Aug 23, 2020

What Does Memory Safety Really Mean in D?

Recently, in the D community, there's been a good deal of discussion about what exactly is meant by "memory safety," and under what circumstances (if any) it's appropriate to consider an extern(C) function to be "memory safe." This post is my attempt to clarify my own thoughts on the subject by putting them in writing.

None of these ideas are original to me, and many are not even original to D. Any mistakes you might notice, however, are almost certainly my own. :)

What is Memory Safety?

The D language's specification of memory safety defines "memory safety" as follows:

Memory Safety for a program is defined as it being impossible for the program to corrupt memory.

This definition is frustratingly vague. What does it mean, exactly, for a program to "corrupt memory"? Does an out-of-bounds array access "corrupt memory"? Does it matter if the access is a read or a write? And what about "impossible"—does it count if a D program causes memory corruption when running on faulty hardware? If not, where do we draw the line? The D language specification gives no answers to these questions.
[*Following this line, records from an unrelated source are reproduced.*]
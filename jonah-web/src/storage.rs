//! `localStorage` backend for the progress store.

use jonah_game::KeyValueStore;

use crate::dom;

/// Web-specific storage over `window.localStorage`
#[derive(Debug, Clone, Copy, Default)]
pub struct BrowserStore;

#[derive(Debug, thiserror::Error)]
pub enum BrowserStoreError {
    #[error("localStorage unavailable: {0}")]
    Unavailable(String),
    #[error("localStorage rejected the operation: {0}")]
    Rejected(String),
}

impl BrowserStore {
    fn storage() -> Result<web_sys::Storage, BrowserStoreError> {
        dom::local_storage().map_err(|err| BrowserStoreError::Unavailable(dom::js_error_message(&err)))
    }
}

impl KeyValueStore for BrowserStore {
    type Error = BrowserStoreError;

    fn get_item(&self, key: &str) -> Result<Option<String>, Self::Error> {
        Self::storage()?
            .get_item(key)
            .map_err(|err| BrowserStoreError::Rejected(dom::js_error_message(&err)))
    }

    fn set_item(&self, key: &str, value: &str) -> Result<(), Self::Error> {
        Self::storage()?
            .set_item(key, value)
            .map_err(|err| BrowserStoreError::Rejected(dom::js_error_message(&err)))
    }

    fn remove_item(&self, key: &str) -> Result<(), Self::Error> {
        Self::storage()?
            .remove_item(key)
            .map_err(|err| BrowserStoreError::Rejected(dom::js_error_message(&err)))
    }
}
use anyhow::{Context, Result, ensure};

use super::{ScenarioCtx, TestScenario};
use crate::logic::{AnswerStrategy, Playthrough, describe_view};
use jonah_game::{JourneyView, PROGRESS_KEY, Progress};

pub fn full_journey_scenario() -> TestScenario {
    TestScenario::new("full-journey", "Full Journey Playthrough", full_journey_expectation)
}

/// Play all six chapters, then reopen on the same storage.
fn full_journey_expectation(ctx: &ScenarioCtx) -> Result<()> {
    let mut play = Playthrough::fresh(AnswerStrategy::Canonical);
    play.play_to_end()?;

    let journey = play.journey();
    ensure!(
        journey.view() == JourneyView::Complete,
        "journey ended on {}",
        describe_view(&journey.view())
    );
    ensure!(journey.progress_label() == "6/6", "label {}", journey.progress_label());
    ensure!(
        journey.progress().answers.len() == play.stats().answers_recorded,
        "recorded {} answers but progress holds {}",
        play.stats().answers_recorded,
        journey.progress().answers.len()
    );

    play.journey_mut().flush().context("flushing final progress")?;
    let raw = play
        .backend()
        .raw(PROGRESS_KEY)
        .context("progress entry missing after flush")?;
    let stored = Progress::from_json(&raw).context("stored progress is not valid JSON")?;
    ensure!(&stored == play.journey().progress(), "stored progress diverged");

    let reopened = Playthrough::new(play.backend().clone(), AnswerStrategy::Canonical);
    ensure!(
        reopened.journey().view() == JourneyView::Complete,
        "reopened journey showed {}",
        describe_view(&reopened.journey().view())
    );

    if ctx.verbose {
        let stats = play.stats();
        println!(
            "  🏁 {} chapters, {} answers, {} timers",
            stats.chapters_played, stats.answers_recorded, stats.timers_fired
        );
    }
    Ok(())
}
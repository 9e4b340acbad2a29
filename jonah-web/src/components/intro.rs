use jonah_game::IntroStage;
use yew::prelude::*;

#[derive(Properties, PartialEq, Clone)]
pub struct Props {
    pub stage: IntroStage,
}

#[function_component(IntroScreen)]
pub fn intro_screen(p: &Props) -> Html {
    let expanding = (p.stage == IntroStage::Expanding).then_some("intro--expanding");
    let body = match p.stage {
        IntroStage::Loading => html! {
            <div class="intro__step">
                <div class="intro__spinner" aria-hidden="true"></div>
                <p>{ "여정을 시작합니다..." }</p>
            </div>
        },
        IntroStage::Appearing => html! {
            <div class="intro__step">
                <div class="intro__orb" aria-hidden="true"></div>
                <p>{ "어라? 이게 뭐지...?" }</p>
            </div>
        },
        stage => html! {
            <>
                if stage.shows_title() {
                    <h1 class={classes!(
                        "intro__title",
                        (stage == IntroStage::Glowing).then_some("intro__title--glow"),
                    )}>
                        { "요나의 흔적을 찾았다!" }
                    </h1>
                }
                if stage.shows_subtitle() {
                    <p class="intro__subtitle">{ "하나님의 부름으로 떠나는 여정..." }</p>
                }
            </>
        },
    };
    html! {
        <div class={classes!("intro", expanding)} data-stage={format!("{:?}", p.stage).to_lowercase()}>
            { body }
        </div>
    }
}
//! Top-level journey state machine: intro, chapters, transitions, completion.
//!
//! The controller owns the progress store and decides which screen the host
//! renders. Timers are armed by the host from [`JourneyController::pending_timer`]
//! and reported back with [`JourneyController::fire_timer`]; leaving a screen
//! drops its timeline, so late timers are ignored.

use crate::KeyValueStore;
use crate::catalog::ChapterCatalog;
use crate::chapter::{CHAPTER_COUNT, ChapterId};
use crate::config::{JourneyConfig, TransitionImage};
use crate::orchestrator::{
    Completion, CompletionError, CompletionOrchestrator, NextStep, TransitionRequest,
};
use crate::preload::{PreloadError, PreloadStatus, PreloadTicket};
use crate::progress::Progress;
use crate::store::ProgressStore;
use crate::storage::StorageError;
use crate::timeline::{IntroStage, Timeline, TimerKey, TransitionStage, TransitionTimeline};
use crate::unlock::{NavEntry, is_selectable, navigation_entries};

/// What the host should render.
#[derive(Debug, Clone, PartialEq, Eq)]
pub enum JourneyView {
    Intro(IntroStage),
    Chapter {
        chapter: ChapterId,
        /// Message of a contained chapter failure, if any.
        fault: Option<String>,
    },
    Transition {
        image: TransitionImage,
        pending_chapter: ChapterId,
        stage: TransitionStage,
    },
    Complete,
}

#[derive(Debug, Clone)]
enum Screen {
    Intro(Timeline<IntroStage>),
    Chapter,
    Transition {
        request: TransitionRequest,
        timeline: TransitionTimeline,
    },
    Complete,
}

pub struct JourneyController<S: KeyValueStore> {
    store: ProgressStore<S>,
    orchestrator: CompletionOrchestrator,
    config: JourneyConfig,
    catalog: ChapterCatalog,
    screen: Screen,
    displayed: ChapterId,
    fault: Option<String>,
    next_token: u64,
}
A concept closely related to "memory safety" is "undefined behavior." The C99 standard defines "undefined behavior" as

behavior, upon use of a nonportable or erroneous program construct or of erroneous data, for which this International Standard imposes no requirements

Many systems languages, including D, adopt this definition.
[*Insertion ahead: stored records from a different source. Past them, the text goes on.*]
mod common;
mod logic;

use anyhow::{Context, Result};
use clap::{Parser, ValueEnum};
use colored::Colorize;
use std::fs::File;
use std::io::{BufWriter, Write, stdout};
use std::path::PathBuf;
use std::time::Instant;

use common::scenario::{ALL_SCENARIOS, get_scenario, list_scenarios};
use common::{report_timestamp, split_csv};
use logic::{LogicTester, ScenarioResult};

#[derive(Debug, Clone, Copy, PartialEq, Eq, ValueEnum)]
pub enum ReportFormat {
    /// Coloured summary for terminals
    Console,
    /// Machine-readable array of scenario results
    Json,
    /// Markdown summary for CI artifacts
    Markdown,
}

#[derive(Debug, Parser)]
#[command(name = "jonah-tester", version = "0.1.0")]
#[command(about = "Automated logic QA for Jonah's Journey - scripted playthroughs without a browser")]
struct Args {
    /// Scenarios to run (comma-separated, or `all`)
    #[arg(long, default_value = "smoke")]
    scenarios: String,

    /// List all available scenarios and exit
    #[arg(long)]
    list_scenarios: bool,

    /// Number of iterations per scenario
    #[arg(long, default_value_t = 3)]
    iterations: usize,

    /// Output report format
    #[arg(long, value_enum, default_value_t = ReportFormat::Console)]
    report: ReportFormat,

    /// Verbose output
    #[arg(short, long)]
    verbose: bool,

    /// Optional path to write the report output instead of stdout
    #[arg(long)]
    output: Option<PathBuf>,
}

fn main() -> Result<()> {
    env_logger::init();
    let args = Args::parse();

    if maybe_list_scenarios(&args)? {
        return Ok(());
    }

    announce_banner();

    let start_time = Instant::now();
    let scenarios = expand_scenarios(&args.scenarios);
    let results = run_logic_scenarios(&args, &scenarios);

    write_reports(&args, &results, start_time)?;

    if results.iter().any(|r| !r.passed) {
        std::process::exit(1);
    }

    Ok(())
}

fn maybe_list_scenarios(args: &Args) -> Result<bool> {
    if !args.list_scenarios {
        return Ok(false);
    }
    let mut output_target = OutputTarget::new(args.output.clone())?;
    writeln!(output_target.writer(), "Available scenarios:")?;
    for (key, description) in list_scenarios() {
        writeln!(output_target.writer(), "  {key:25} - {description}")?;
    }
    output_target.flush_inner()?;
    Ok(true)
}

fn announce_banner() {
    println!("{}", "📖 Jonah's Journey Automated Tester".bright_cyan().bold());
    println!("{}", "===================================".cyan());
}

fn expand_scenarios(scenarios_arg: &str) -> Vec<String> {
    let mut scenarios = split_csv(scenarios_arg);
    if scenarios.iter().any(|s| s == "all") {
        scenarios.retain(|s| s != "all");
        for key in ALL_SCENARIOS {
            if !scenarios.iter().any(|s| s == key) {
                scenarios.push(key.to_string());
            }
        }
    }
    scenarios
}

fn run_logic_scenarios(args: &Args, scenarios: &[String]) -> Vec<ScenarioResult> {
    println!("{}", "🧠 Running Logic Tests".bright_yellow().bold());
    println!("{}", "-".repeat(30).yellow());

    let tester = LogicTester::new(args.verbose);
    let mut results = Vec::new();
    for scenario_name in scenarios {
        if let Some(scenario) = get_scenario(scenario_name) {
            results.push(tester.run_scenario(&scenario, args.iterations));
        } else {
            eprintln!("⚠️  Unknown scenario: {}", scenario_name.yellow());
        }
    }
    results
}

fn write_reports(args: &Args, results: &[ScenarioResult], start_time: Instant) -> Result<()> {
    let mut output_target = OutputTarget::new(args.output.clone())?;

    match args.report {
        ReportFormat::Json => {
            if results.is_empty() {
                writeln!(&mut output_target, "[]")?;
            } else {
                logic::reports::generate_json_report(&mut output_target, results)?;
            }
        }
        ReportFormat::Markdown => {
            if results.is_empty() {
                writeln!(
                    &mut output_target,
                    "# Jonah's Journey Logic Test Results\n\n_No scenarios executed._"
                )?;
            } else {
                logic::reports::generate_markdown_report(
                    &mut output_target,
                    results,
                    &report_timestamp(),
                )?;
            }
        }
        ReportFormat::Console => {
            if results.is_empty() {
                writeln!(&mut output_target, "No logic scenarios executed.")?;
            } else {
                logic::reports::generate_console_report(
                    &mut output_target,
                    results,
                    start_time.elapsed(),
                )?;
            }
            writeln!(&mut output_target)?;
            writeln!(&mut output_target, "🏁 Total time: {:?}", start_time.elapsed())?;
        }
    }

    output_target.flush_inner()?;
    Ok(())
}

enum OutputTarget {
    Stdout(BufWriter<std::io::Stdout>),
    File(BufWriter<File>),
}

impl OutputTarget {
    fn new(path: Option<PathBuf>) -> Result<Self> {
        if let Some(path) = path {
            let file = File::create(&path)
                .with_context(|| format!("failed to create {}", path.display()))?;
            Ok(Self::File(BufWriter::new(file)))
        } else {
            Ok(Self::Stdout(BufWriter::new(stdout())))
        }
    }

    fn writer(&mut self) -> &mut dyn Write {
        match self {
            Self::Stdout(w) => w,
            Self::File(w) => w,
        }
    }

    fn flush_inner(&mut self) -> std::io::Result<()> {
        match self {
            Self::Stdout(w) => w.flush(),
            Self::File(w) => w.flush(),
        }
    }
}

impl Write for OutputTarget {
    fn write(&mut self, buf: &[u8]) -> std::io::Result<usize> {
        self.writer().write(buf)
    }

    fn flush(&mut self) -> std::io::Result<()> {
        self.flush_inner()
    }
}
It's clear that whatever it may mean to "corrupt memory," a program whose behavior is undefined is free to do so; after all, it's free to do anything. So, at minimum, a program that is memory safe must have no undefined behavior.

Whether there is any defined behavior that is also considered "memory corruption" is a question I'll return to later.
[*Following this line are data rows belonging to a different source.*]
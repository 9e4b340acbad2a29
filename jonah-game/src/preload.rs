//! Best-effort background preparation of the next chapter.
//!
//! Every `begin` or `cancel` bumps a generation; a result carrying an older
//! ticket belongs to a view the user already left and is dropped.

use thiserror::Error;

use crate::chapter::ChapterId;

#[derive(Debug, Error, Clone, PartialEq, Eq)]
pub enum PreloadError {
    #[error("chapter {0} has no content to preload")]
    Missing(ChapterId),
    #[error("preloading chapter {chapter} failed: {message}")]
    Failed { chapter: ChapterId, message: String },
}

#[derive(Debug, Clone, Copy, PartialEq, Eq)]
pub struct PreloadTicket {
    chapter: ChapterId,
    generation: u64,
}

impl PreloadTicket {
    #[must_use]
    pub const fn chapter(&self) -> ChapterId {
        self.chapter
    }
}

#[derive(Debug, Clone, Copy, PartialEq, Eq, Default)]
pub enum PreloadStatus {
    #[default]
    Idle,
    Loading(ChapterId),
    Ready(ChapterId),
    /// Failed preloads only mean "not ready"; the chapter still renders on demand.
    Failed(ChapterId),
}

#[derive(Debug, Clone, Default)]
pub struct Preloader {
    generation: u64,
    status: PreloadStatus,
}

impl Preloader {
    #[must_use]
    pub fn new() -> Self {
        Self::default()
    }

    pub fn begin(&mut self, chapter: ChapterId) -> PreloadTicket {
        self.generation += 1;
        self.status = PreloadStatus::Loading(chapter);
        log::debug!("preloading chapter {chapter}");
        PreloadTicket {
            chapter,
            generation: self.generation,
        }
    }

    /// Live ticket for an in-flight preload.
    #[must_use]
    pub const fn in_flight(&self) -> Option<PreloadTicket> {
        match self.status {
            PreloadStatus::Loading(chapter) => Some(PreloadTicket {
                chapter,
                generation: self.generation,
            }),
            _ => None,
        }
    }

    /// Apply a result; returns false when the ticket is stale.
    pub fn resolve(&mut self, ticket: PreloadTicket, result: Result<(), PreloadError>) -> bool {
        if ticket.generation != self.generation
            || self.status != PreloadStatus::Loading(ticket.chapter)
        {
            log::debug!("discarding stale preload of chapter {}", ticket.chapter);
            return false;
        }
        self.status = match result {
            Ok(()) => PreloadStatus::Ready(ticket.chapter),
            Err(err) => {
                log::warn!("{err}");
                PreloadStatus::Failed(ticket.chapter)
            }
        };
        true
    }

    pub fn cancel(&mut self) {
        self.generation += 1;
        self.status = PreloadStatus::Idle;
    }

    #[must_use]
    pub const fn status(&self) -> PreloadStatus {
        self.status
    }

    #[must_use]
    pub fn is_ready(&self, chapter: ChapterId) -> bool {
        self.status == PreloadStatus::Ready(chapter)
    }
}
Is @safe Code Memory-Safe?

In D, functions marked with @safe are checked automatically for memory safety. Assuming these checks are implemented correctly, a program consisting only of @safe D code is guaranteed to be memory-safe.

Unfortunately, it's impossible to write a program that does anything useful using only @safe code, because @safe code can't do I/O or make system calls. In order to bridge this gap between the world of @safe and the world outside, D has @trusted functions, which are allowed to perform operations that violate @safe's checks (including calling unchecked @system functions), but can still be called from @safe functions.

When checking @safe code, the D compiler assumes that all @trusted functions are memory-safe. Therefore, in any useful program, your @safe code is truly memory-safe only if your @trusted code is also memory-safe.

Establishing that your @trusted code is memory-safe is left as an excercise to the programmer.

If @safe doesn't actually guarantee memory safety, why is it useful at all? Because it reduces the incredibly difficult problem of proving that your entire program is memory-safe to the relatively tractable one of proving that your @trusted code is memory-safe.

Can External Functions be @trusted?

What about external library functions, whose source code may not be available? Is there any way to prove that such a function is memory-safe?

The strict, hard-line answer is...no. It's impossible. When you write an extern function declaration, the only guarantee you have is that the function you call matches the specified signature. The actual implementation of that function isn't known until your program is compiled and linked--or in the case of dynamic linking, until it's executed!

Does that mean @trusted is useless? Not quite. To see why, let's look at an an example.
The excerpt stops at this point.